use anyhow::Result;

use newsdesk::categories::Category;
use newsdesk::config::{BotConfig, ACCESS_DENIED};
use newsdesk::front_matter::NewsMeta;
use newsdesk::session::{dropped_event_count, note_dropped_event, EditField, State};
use teloxide::dispatching::dialogue::{Dialogue, InMemStorage};
use teloxide::types::{ChatId, UserId};

type TestDialogue = Dialogue<State, InMemStorage<State>>;

fn meta() -> NewsMeta {
    NewsMeta {
        category: Category::Tools,
        name: "Обзор".to_string(),
        title: "Review".to_string(),
        description: "desc".to_string(),
    }
}

/// The add-news flow walks its steps in order, accumulating fields.
#[tokio::test]
async fn test_add_news_flow_accumulates_fields() -> Result<()> {
    let storage = InMemStorage::<State>::new();
    let dialogue: TestDialogue = Dialogue::new(storage, ChatId(1));

    // No flow active until the operator enters one.
    assert_eq!(dialogue.get().await?, None);

    dialogue.update(State::AwaitingCategory).await?;
    dialogue
        .update(State::AwaitingName {
            category: Category::Tools,
        })
        .await?;
    dialogue
        .update(State::AwaitingTitle {
            category: Category::Tools,
            name: "Обзор".to_string(),
        })
        .await?;
    dialogue
        .update(State::AwaitingMedia { meta: meta() })
        .await?;
    dialogue
        .update(State::AwaitingContent {
            meta: meta(),
            media: Some(vec![1, 2, 3]),
        })
        .await?;

    match dialogue.get().await? {
        Some(State::AwaitingContent { meta, media }) => {
            assert_eq!(meta.name, "Обзор");
            assert_eq!(meta.category, Category::Tools);
            assert_eq!(media, Some(vec![1, 2, 3]));
        }
        other => panic!("unexpected dialogue state: {other:?}"),
    }

    Ok(())
}

/// Flow completion removes the per-chat entry entirely.
#[tokio::test]
async fn test_exit_tears_the_session_down() -> Result<()> {
    let storage = InMemStorage::<State>::new();
    let dialogue: TestDialogue = Dialogue::new(storage, ChatId(2));

    dialogue.update(State::AwaitingCategory).await?;
    assert!(dialogue.get().await?.is_some());

    dialogue.exit().await?;
    assert_eq!(dialogue.get().await?, None);

    Ok(())
}

/// Distinct chat ids never share state.
#[tokio::test]
async fn test_chats_are_independent() -> Result<()> {
    let storage = InMemStorage::<State>::new();
    let first: TestDialogue = Dialogue::new(storage.clone(), ChatId(10));
    let second: TestDialogue = Dialogue::new(storage, ChatId(11));

    first
        .update(State::AwaitingMenuTitle { target: None })
        .await?;
    assert_eq!(second.get().await?, None);

    second
        .update(State::AwaitingMenuUrl {
            target: Some(3),
            title: None,
        })
        .await?;
    assert_eq!(
        first.get().await?,
        Some(State::AwaitingMenuTitle { target: None })
    );

    Ok(())
}

/// The edit flow keeps the selected document and field together.
#[tokio::test]
async fn test_edit_flow_state_carries_its_target() -> Result<()> {
    let storage = InMemStorage::<State>::new();
    let dialogue: TestDialogue = Dialogue::new(storage, ChatId(3));

    let original = "---\nname: x\n---\n\nbody\n".to_string();
    dialogue
        .update(State::AwaitingEditField {
            path: "_posts/news/2024-01-01-x.md".into(),
            original: original.clone(),
        })
        .await?;
    dialogue
        .update(State::AwaitingEditValue {
            path: "_posts/news/2024-01-01-x.md".into(),
            original,
            field: EditField::Category,
        })
        .await?;

    match dialogue.get().await? {
        Some(State::AwaitingEditValue { path, field, .. }) => {
            assert_eq!(path.to_string_lossy(), "_posts/news/2024-01-01-x.md");
            assert_eq!(field, EditField::Category);
        }
        other => panic!("unexpected dialogue state: {other:?}"),
    }

    Ok(())
}

/// Unauthorized senders are rejected by a pure gate before any dialogue
/// state exists, and the denial text is fixed.
#[tokio::test]
async fn test_unauthorized_sender_leaves_no_state() -> Result<()> {
    let config = BotConfig {
        bot_token: "token".to_string(),
        authorized_user: UserId(1000),
        repo_path: "/tmp/site".into(),
    };
    assert!(!config.is_authorized(UserId(2000)));
    assert_eq!(ACCESS_DENIED, "⛔ Access denied");

    // The handler checks the gate first, so the stranger's chat never gets
    // an entry in the storage.
    let storage = InMemStorage::<State>::new();
    let stranger: TestDialogue = Dialogue::new(storage, ChatId(2000));
    assert_eq!(stranger.get().await?, None);

    Ok(())
}

/// Dropped events are silent for the operator but visible to diagnostics.
#[test]
fn test_dropped_events_are_observable() {
    let before = dropped_event_count();
    note_dropped_event(ChatId(99), "photo at a text step");
    assert!(dropped_event_count() > before);
}
//! Bot module for handling Telegram interactions
//!
//! This module is split into several submodules for better organization:
//! - `message_handler`: Handles commands, step inputs, and photo uploads
//! - `callback_handler`: Handles inline keyboard callback queries
//! - `ui_builder`: Creates keyboards and formats messages
//! - `dialogue_manager`: Manages flow step transitions and persistence

pub mod callback_handler;
pub mod dialogue_manager;
pub mod message_handler;
pub mod ui_builder;

// Re-export main handler functions for use in main.rs
pub use callback_handler::callback_handler;
pub use message_handler::message_handler;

[DESCRIPTION OF THE TASK]
Search the listing above for the string "teloxide". Copy every line that contains it.

[ANSWER SECTION]
use teloxide::dispatching::dialogue::{Dialogue, InMemStorage};
use teloxide::types::{ChatId, UserId};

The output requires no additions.